Me entristece darme cuenta de que las experiencias en mi vida me han condicionado a normalizar las relaciones transitorias. Ningún tipo de relación ha durado, o se ha mantenido por la duración de mi vida. No pastor o maestro, médico o dentista, ni amigos, ni siquiera familia o matrimonio.
Ahora, no digo esto por tu simpatía o lástima, o por lo que puede juzgar a los que fluyeron por mi vida como el agua. Porque a través de todo esto Dios ha estado allí y ha sido fiel y si me di cuenta de ello o no Él ha sido la consistencia en una historia inconsistente. Incluso ha restaurado mi relación con mi madre a quien amo.
Pero estoy en un momento en que anhelo relaciones duraderas. Tener amigos, familia, iglesia, y quizás, si Dios quiere, incluso una esposa para caminar y adorar al lado. Me he dado cuenta de lo invaluables que son estos regalos. Y mientras estoy acostumbrado a seguir adelante y esperar que las relaciones sean fugaces, sé que no están destinadas a ser y me encantaría experimentar una relación duradera o dos para mí.

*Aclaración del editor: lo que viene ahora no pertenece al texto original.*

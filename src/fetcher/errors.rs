use reqwest::StatusCode;
use thiserror::Error;

/// Status codes that mean the origin has permanently rejected the request.
pub const TERMINAL_STATUSES: [StatusCode; 4] = [
    StatusCode::FORBIDDEN,
    StatusCode::NOT_FOUND,
    StatusCode::GONE,
    StatusCode::INTERNAL_SERVER_ERROR,
];

pub fn is_terminal_status(status: StatusCode) -> bool {
    TERMINAL_STATUSES.contains(&status)
}

#[derive(Error, Debug)]
pub enum FetchError {
    #[error("invalid url: {0}")]
    InvalidUrl(#[from] url::ParseError),

    #[error("connect error: {0}")]
    Connect(String),

    #[error("connect timeout")]
    ConnectTimeout,

    #[error("request timeout")]
    RequestTimeout,

    #[error("too many redirects")]
    RedirectLoop,

    #[error("http error {status}")]
    Http {
        status: StatusCode,
        retriable: bool,
    },

    #[error("body too large ({0} bytes)")]
    BodyTooLarge(u64),

    #[error("io error: {0}")]
    Io(String),

    #[error("unknown: {0}")]
    Unknown(String),
}

impl FetchError {
    /// Error for a response whose status is anything other than 200.
    pub fn from_status(status: StatusCode) -> Self {
        Self::Http {
            status,
            retriable: !is_terminal_status(status),
        }
    }

    pub fn should_retry(&self) -> bool {
        match self {
            // Fatal errors - don't retry
            Self::InvalidUrl(_) => false,
            Self::BodyTooLarge(_) => false,
            Self::Http { retriable, .. } => *retriable,

            // Temporary errors - retry
            Self::Connect(_) => true,
            Self::ConnectTimeout => true,
            Self::RequestTimeout => true,
            Self::RedirectLoop => true,
            Self::Io(_) => true,
            Self::Unknown(_) => true,
        }
    }

    pub fn is_timeout(&self) -> bool {
        matches!(self, Self::ConnectTimeout | Self::RequestTimeout)
    }

    pub fn from_reqwest_error(err: reqwest::Error) -> Self {
        if err.is_timeout() {
            if err.is_connect() {
                Self::ConnectTimeout
            } else {
                Self::RequestTimeout
            }
        } else if err.is_redirect() {
            Self::RedirectLoop
        } else if let Some(status) = err.status() {
            Self::from_status(status)
        } else if err.is_connect() || err.is_request() {
            // DNS, refused connections, resets
            Self::Connect(err.to_string())
        } else if err.is_body() || err.is_decode() {
            Self::Io(err.to_string())
        } else {
            Self::Unknown(err.to_string())
        }
    }
}
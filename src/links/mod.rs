//! Candidate URL extraction from scraped page bodies.

use regex::Regex;
use std::collections::BTreeSet;
use std::sync::LazyLock;

static URL_REGEX: LazyLock<Regex> = LazyLock::new(|| {
    Regex::new(r"https?://[-A-Za-z0-9+&@#/%?=~_|!:,.;]+[-A-Za-z0-9+&@#/%=~_|]").unwrap()
});

static FIRST_URL_REGEX: LazyLock<Regex> = LazyLock::new(|| Regex::new(r"https?://\S+").unwrap());

const CHANNEL_PREVIEW_PREFIX: &str = "https://t.me/s/";

/// Extracts URLs from `body` in document order, dropping any URL that
/// contains a denylisted fragment.
pub fn extract_links<S: AsRef<str>>(body: &str, denylist: &[S]) -> Vec<String> {
    URL_REGEX
        .find_iter(body)
        .map(|m| m.as_str())
        .filter(|url| !denylist.iter().any(|d| url.contains(d.as_ref())))
        .map(str::to_string)
        .collect()
}

/// Deduplicated union of the links of several documents.
pub fn extract_unique<D, S>(documents: D, denylist: &[S]) -> BTreeSet<String>
where
    D: IntoIterator,
    D::Item: AsRef<str>,
    S: AsRef<str>,
{
    documents
        .into_iter()
        .flat_map(|doc| extract_links(doc.as_ref(), denylist))
        .collect()
}

/// Rewrites a channel link to its public preview page:
/// `https://t.me/name` becomes `https://t.me/s/name`.
pub fn channel_preview_url(channel: &str) -> Option<String> {
    let id = channel
        .trim()
        .trim_end_matches('/')
        .rsplit('/')
        .next()
        .filter(|id| !id.is_empty() && !id.contains(':'))?;
    Some(format!("{}{}", CHANNEL_PREVIEW_PREFIX, id))
}

/// First URL inside an annotated entry such as `"remaining: 1.00 GB https://x/y"`.
pub fn first_url(entry: &str) -> Option<&str> {
    FIRST_URL_REGEX.find(entry).map(|m| m.as_str())
}
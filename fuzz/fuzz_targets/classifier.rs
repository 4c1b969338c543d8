#![no_main]

use libfuzzer_sys::fuzz_target;
use reqwest::header::{HeaderMap, HeaderValue};

use subscout::classifier::Classifier;
use subscout::classifier::rules::QUOTA_HEADER;
use subscout::fetcher::SubResponse;
use subscout::links::extract_links;

fuzz_target!(|data: &[u8]| {
    let body = String::from_utf8_lossy(data).to_string();

    // Reuse the first line as a quota header so header parsing is covered too
    let mut headers = HeaderMap::new();
    if let Some(line) = body.lines().next() {
        if let Ok(value) = HeaderValue::from_str(line) {
            headers.insert(QUOTA_HEADER, value);
        }
    }

    let response = SubResponse::ok("https://example.com/sub", headers, body.clone());

    // Neither stage may panic regardless of input
    let _ = Classifier::default().classify_response(&response);
    let _ = extract_links(&body, &["//t.me/"]);
});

Digo todo esto con la esperanza de que puedan tomarse un momento para darse cuenta de qué bendición y tesoro precioso son los que permanecen en su vida y tal vez traer una conciencia hay muchos que nunca han tenido lo que podrían dar por sentado. Tal vez adoptarás a alguien en tu círculo de amigos, grupo de la iglesia o familia para que pueda conocer el amor de Dios de manera como nunca antes lo habían hecho.
Estoy seguro de que les ayudará a experimentar a Dios como realmente es y a verlo a través de nuevos ojos. El Dios que los ve, el Dios que permanece, el Fiel, que es, fue, y siempre será. No solo escucharán acerca del amor de Dios por ellos, sino que quizás por primera vez lo experimentarán de primera mano a través de ti.
Algo para reflexionar. ¡Tengan un día bendito y recuerden que el amor del Padre por ustedes no tiene límite!